>>>>>

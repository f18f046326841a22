// Copyright 2025 Eric Jingryd (tidynest@proton.me)
//
// Licensed under the Apache License, Version 2.0 (the "License");
// you may not use this file except in compliance with the License.
// You may obtain a copy of the License at
//
//     http://www.apache.org/licenses/LICENSE-2.0
//
// Unless required by applicable law or agreed to in writing, software
// distributed under the License is distributed on an "AS IS" BASIS,
// WITHOUT WARRANTIES OR CONDITIONS OF ANY KIND, either express or implied.
// See the License for the specific language governing permissions and
// limitations under the License.

//! Catalog list component
//!
//! Displays the flattened subjects/exams tree in a scrollable list. Group
//! and section rows are headers and cannot be selected; question rows show
//! their title, type and a preview of the question text.

use gtk4::{
    prelude::*, Box as GtkBox, Label, ListBox, ListBoxRow, Orientation, ScrolledWindow,
    SelectionMode,
};
use std::{cell::RefCell, rc::Rc};

use crate::core::{format::summarize, format::truncate_preview, CatalogNode};
use crate::ui::Controller;

const PREVIEW_CHARS: usize = 70;

/// Scrollable list of catalog rows
pub struct CatalogList {
    /// Root widget (scrollable container)
    widget: ScrolledWindow,
    /// List box containing rows
    list_box: ListBox,
    /// Controller reference for data access
    controller: Rc<Controller>,
    /// Cache of currently displayed nodes, indexed like the rows
    current_nodes: RefCell<Vec<CatalogNode>>,
}

impl CatalogList {
    /// Creates an empty catalog list
    ///
    /// # Example
    /// ```no_run
    /// use theorio_admin::api::ApiClient;
    /// use theorio_admin::ui::components::CatalogList;
    /// use theorio_admin::ui::Controller;
    /// use std::rc::Rc;
    /// use std::time::Duration;
    ///
    /// # fn example() -> Result<(), Box<dyn std::error::Error>> {
    /// let client = ApiClient::new("http://127.0.0.1:5001", "key", Duration::from_secs(30))?;
    /// let controller = Rc::new(Controller::new(client)?);
    /// let list = CatalogList::new(controller);
    /// list.refresh();
    /// # Ok(())
    /// # }
    /// ```
    pub fn new(controller: Rc<Controller>) -> Self {
        let scrolled_window = ScrolledWindow::builder()
            .hexpand(true)
            .vexpand(true)
            .build();

        let list_box = ListBox::builder()
            .selection_mode(SelectionMode::Single)
            .build();
        list_box.add_css_class("catalog-list");

        scrolled_window.set_child(Some(&list_box));

        Self {
            widget: scrolled_window,
            list_box,
            controller,
            current_nodes: RefCell::new(Vec::new()),
        }
    }

    /// Rebuilds the list from the controller's filtered catalog
    pub fn refresh(&self) {
        let nodes = self.controller.current_nodes();
        self.update_with_nodes(nodes);
    }

    /// Replaces all rows with `nodes`
    pub fn update_with_nodes(&self, nodes: Vec<CatalogNode>) {
        while let Some(child) = self.list_box.first_child() {
            self.list_box.remove(&child);
        }

        let mut question_rows = 0;
        for node in &nodes {
            let row = match node {
                CatalogNode::Group { .. } => Self::create_header_row(node, "group-header"),
                CatalogNode::Section { .. } => Self::create_header_row(node, "section-header"),
                CatalogNode::Question { .. } => {
                    question_rows += 1;
                    Self::create_question_row(node, question_rows)
                }
            };
            self.list_box.append(&row);
        }

        *self.current_nodes.borrow_mut() = nodes;
    }

    fn create_header_row(node: &CatalogNode, css_class: &str) -> ListBoxRow {
        let label = Label::builder()
            .label(node.label())
            .xalign(0.0)
            .margin_start(10 + 12 * i32::from(node.depth()))
            .margin_top(6)
            .margin_bottom(4)
            .build();
        label.add_css_class(css_class);

        ListBoxRow::builder()
            .child(&label)
            .selectable(false)
            .activatable(false)
            .build()
    }

    fn create_question_row(node: &CatalogNode, ordinal: usize) -> ListBoxRow {
        let row = GtkBox::builder()
            .orientation(Orientation::Horizontal)
            .spacing(16)
            .margin_start(34)
            .margin_end(10)
            .margin_top(4)
            .margin_bottom(4)
            .build();

        if ordinal % 2 == 0 {
            row.add_css_class("even-row");
        } else {
            row.add_css_class("odd-row");
        }

        if let CatalogNode::Question {
            index, question, ..
        } = node
        {
            let summary = summarize(*index, question);

            let title_label = Label::builder()
                .label(summary.title.as_str())
                .width_chars(12)
                .xalign(0.0)
                .build();

            let kind_label = Label::builder()
                .label(summary.kind_label())
                .width_chars(16)
                .xalign(0.0)
                .build();
            kind_label.add_css_class("dim-label");

            let text_label = Label::builder()
                .label(truncate_preview(&summary.text, PREVIEW_CHARS))
                .xalign(0.0)
                .hexpand(true)
                .build();
            if summary.text.chars().count() > PREVIEW_CHARS {
                text_label.set_tooltip_text(Some(&summary.text));
            }

            row.append(&title_label);
            row.append(&kind_label);
            row.append(&text_label);
        }

        ListBoxRow::builder().child(&row).build()
    }

    /// Returns the root widget for adding to parent container
    pub fn widget(&self) -> &ScrolledWindow {
        &self.widget
    }

    /// Node displayed at row `index`, accounting for the active filter
    pub fn node_at_index(&self, index: usize) -> Option<CatalogNode> {
        self.current_nodes.borrow().get(index).cloned()
    }

    /// Index of the first selectable row at or after `start`, moving by `step`
    ///
    /// Used for keyboard navigation so the cursor skips header rows.
    pub fn next_question_index(&self, start: i32, step: i32) -> Option<i32> {
        let nodes = self.current_nodes.borrow();
        let mut index = start;
        while index >= 0 && (index as usize) < nodes.len() {
            if nodes[index as usize].question().is_some() {
                return Some(index);
            }
            index += step;
        }
        None
    }

    /// Selects the row showing question `id`, if displayed
    pub fn select_question(&self, id: &str) {
        if let Some(row) = self
            .question_position(id)
            .and_then(|i| self.list_box.row_at_index(i as i32))
        {
            self.list_box.select_row(Some(&row));
            row.grab_focus();
        }
    }

    /// Whether the question is shown under the current filter
    pub fn contains_question(&self, id: &str) -> bool {
        self.question_position(id).is_some()
    }

    fn question_position(&self, id: &str) -> Option<usize> {
        self.current_nodes
            .borrow()
            .iter()
            .position(|node| node.question().and_then(|q| q.id.as_deref()) == Some(id))
    }

    /// Id of the selected question, if any
    pub fn selected_question_id(&self) -> Option<String> {
        let row = self.list_box.selected_row()?;
        let index = usize::try_from(row.index()).ok()?;
        self.node_at_index(index)?.question()?.id.clone()
    }

    /// Internal ListBox, for connecting signals
    pub fn list_box(&self) -> &ListBox {
        &self.list_box
    }

    /// Count of displayed rows, headers included
    pub fn count(&self) -> usize {
        self.current_nodes.borrow().len()
    }
}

<<<<<

Determine how many lines of the material include the string "Group". Output only that count.

= Exercise output =
2